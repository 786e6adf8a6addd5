//! Assert Equal Tool
//!
//! Compares two values of a selectable type.

use std::sync::Arc;

use async_trait::async_trait;
use flow_engine::{Result, Tool, ToolBehavior, ToolDef, ToolInputs, ToolOutputs, ToolPorts, Value, ValueKind};

use crate::selected_type;

pub struct AssertEqualTool;

impl AssertEqualTool {
    pub const PORT_IN1: &'static str = "in1";
    pub const PORT_IN2: &'static str = "in2";
    pub const PORT_TYPE: &'static str = "type";
    pub const PORT_EQ: &'static str = "eq";

    pub fn definition() -> ToolDef {
        ToolDef::new("Assert equal", "Assert equal", Arc::new(AssertEqualTool)).in_group("Assert")
    }
}

inventory::submit!(flow_engine::DefinitionFn(AssertEqualTool::definition));

#[async_trait]
impl ToolBehavior for AssertEqualTool {
    fn declare(&self, ports: &mut ToolPorts) {
        let types: Vec<&str> = ValueKind::ALL.iter().map(|k| k.name()).collect();
        ports.number_input(Self::PORT_IN1, "Input #1", 0.0, None, None);
        ports.number_input(Self::PORT_IN2, "Input #2", 0.0, None, None);
        ports.enum_input(Self::PORT_TYPE, "Input/output type", "number", &types);
        ports.boolean_output(Self::PORT_EQ, "Equal?", None);
    }

    fn on_input_set(&self, tool: &mut Tool, input: &str, _old: &Value) {
        if input != Self::PORT_TYPE {
            return;
        }
        let selected = tool
            .ports()
            .input(Self::PORT_TYPE)
            .and_then(|i| i.value().as_str())
            .and_then(selected_type);
        if let Some(ty) = selected {
            for port in [Self::PORT_IN1, Self::PORT_IN2] {
                tool.ports_mut().retype_input(port, ty.clone());
                tool.request_propagation(port);
            }
        }
    }

    fn deserialize_order(&self) -> &[&'static str] {
        &[Self::PORT_TYPE]
    }

    async fn run(&self, inputs: &ToolInputs) -> Result<ToolOutputs> {
        let eq = inputs.require(Self::PORT_IN1)? == inputs.require(Self::PORT_IN2)?;
        log::debug!("AssertEqualTool {}: equal = {}", inputs.tool(), eq);
        Ok(ToolOutputs::new().with(Self::PORT_EQ, eq))
    }
}

#[cfg(test)]
mod tests {
    use super::*;
    use flow_engine::PortType;

    async fn compare(ty: &str, a: Value, b: Value) -> bool {
        let mut tool = AssertEqualTool::definition().gen("Assert equal");
        tool.set_input_value(&tool.input_ref(AssertEqualTool::PORT_TYPE), Value::from(ty))
            .unwrap();
        tool.set_input_value(&tool.input_ref(AssertEqualTool::PORT_IN1), a).unwrap();
        tool.set_input_value(&tool.input_ref(AssertEqualTool::PORT_IN2), b).unwrap();
        tool.run().await;
        tool.ports()
            .output(AssertEqualTool::PORT_EQ)
            .and_then(|o| o.value().as_bool())
            .unwrap()
    }

    #[tokio::test]
    async fn test_compares_selected_type() {
        assert!(compare("number", Value::Number(3.0), Value::Number(3.0)).await);
        assert!(!compare("string", Value::from("a"), Value::from("b")).await);
        assert!(compare("bytes", Value::Bytes(vec![1, 2]), Value::Bytes(vec![1, 2])).await);
        assert!(
            !compare(
                "number[]",
                Value::NumberArray(vec![1.0, 2.0]),
                Value::NumberArray(vec![1.0])
            )
            .await
        );
    }

    #[test]
    fn test_type_converts_existing_values() {
        let mut tool = AssertEqualTool::definition().gen("Assert equal");
        tool.set_input_value(&tool.input_ref(AssertEqualTool::PORT_IN1), Value::Number(5.0))
            .unwrap();
        tool.set_input_value(&tool.input_ref(AssertEqualTool::PORT_TYPE), Value::from("string[]"))
            .unwrap();

        let in1 = tool.ports().input(AssertEqualTool::PORT_IN1).unwrap();
        assert_eq!(in1.port().ty(), &PortType::StringArray);
        assert_eq!(in1.value(), &Value::StringArray(vec!["5".to_string()]));
    }
}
__________________________________________________
EXERCISE AIM »
All the data must be duplicated exactly, with nothing added or removed.

WRITTEN RESPONSE »
repository 786e6adf8a6addd5
//! Assert Equal Tool
//!
//! Compares two values of a selectable type.

use std::sync::Arc;

use async_trait::async_trait;
use flow_engine::{Result, Tool, ToolBehavior, ToolDef, ToolInputs, ToolOutputs, ToolPorts, Value, ValueKind};

use crate::selected_type;

pub struct AssertEqualTool;

impl AssertEqualTool {
    pub const PORT_IN1: &'static str = "in1";
    pub const PORT_IN2: &'static str = "in2";
    pub const PORT_TYPE: &'static str = "type";
    pub const PORT_EQ: &'static str = "eq";

    pub fn definition() -> ToolDef {
        ToolDef::new("Assert equal", "Assert equal", Arc::new(AssertEqualTool)).in_group("Assert")
    }
}

inventory::submit!(flow_engine::DefinitionFn(AssertEqualTool::definition));

#[async_trait]
impl ToolBehavior for AssertEqualTool {
    fn declare(&self, ports: &mut ToolPorts) {
        let types: Vec<&str> = ValueKind::ALL.iter().map(|k| k.name()).collect();
        ports.number_input(Self::PORT_IN1, "Input #1", 0.0, None, None);
        ports.number_input(Self::PORT_IN2, "Input #2", 0.0, None, None);
        ports.enum_input(Self::PORT_TYPE, "Input/output type", "number", &types);
        ports.boolean_output(Self::PORT_EQ, "Equal?", None);
    }

    fn on_input_set(&self, tool: &mut Tool, input: &str, _old: &Value) {
        if input != Self::PORT_TYPE {
            return;
        }
        let selected = tool
            .ports()
            .input(Self::PORT_TYPE)
            .and_then(|i| i.value().as_str())
            .and_then(selected_type);
        if let Some(ty) = selected {
            for port in [Self::PORT_IN1, Self::PORT_IN2] {
                tool.ports_mut().retype_input(port, ty.clone());
                tool.request_propagation(port);
            }
        }
    }

    fn deserialize_order(&self) -> &[&'static str] {
        &[Self::PORT_TYPE]
    }

    async fn run(&self, inputs: &ToolInputs) -> Result<ToolOutputs> {
        let eq = inputs.require(Self::PORT_IN1)? == inputs.require(Self::PORT_IN2)?;
        log::debug!("AssertEqualTool {}: equal = {}", inputs.tool(), eq);
        Ok(ToolOutputs::new().with(Self::PORT_EQ, eq))
    }
}

#[cfg(test)]
mod tests {
    use super::*;
    use flow_engine::PortType;

    async fn compare(ty: &str, a: Value, b: Value) -> bool {
        let mut tool = AssertEqualTool::definition().gen("Assert equal");
        tool.set_input_value(&tool.input_ref(AssertEqualTool::PORT_TYPE), Value::from(ty))
            .unwrap();
        tool.set_input_value(&tool.input_ref(AssertEqualTool::PORT_IN1), a).unwrap();
        tool.set_input_value(&tool.input_ref(AssertEqualTool::PORT_IN2), b).unwrap();
        tool.run().await;
        tool.ports()
            .output(AssertEqualTool::PORT_EQ)
            .and_then(|o| o.value().as_bool())
            .unwrap()
    }

    #[tokio::test]
    async fn test_compares_selected_type() {
        assert!(compare("number", Value::Number(3.0), Value::Number(3.0)).await);
        assert!(!compare("string", Value::from("a"), Value::from("b")).await);
        assert!(compare("bytes", Value::Bytes(vec![1, 2]), Value::Bytes(vec![1, 2])).await);
        assert!(
            !compare(
                "number[]",
                Value::NumberArray(vec![1.0, 2.0]),
                Value::NumberArray(vec![1.0])
            )
            .await
        );
    }

    #[test]
    fn test_type_converts_existing_values() {
        let mut tool = AssertEqualTool::definition().gen("Assert equal");
        tool.set_input_value(&tool.input_ref(AssertEqualTool::PORT_IN1), Value::Number(5.0))
            .unwrap();
        tool.set_input_value(&tool.input_ref(AssertEqualTool::PORT_TYPE), Value::from("string[]"))
            .unwrap();

        let in1 = tool.ports().input(AssertEqualTool::PORT_IN1).unwrap();
        assert_eq!(in1.port().ty(), &PortType::StringArray);
        assert_eq!(in1.value(), &Value::StringArray(vec!["5".to_string()]));
    }
}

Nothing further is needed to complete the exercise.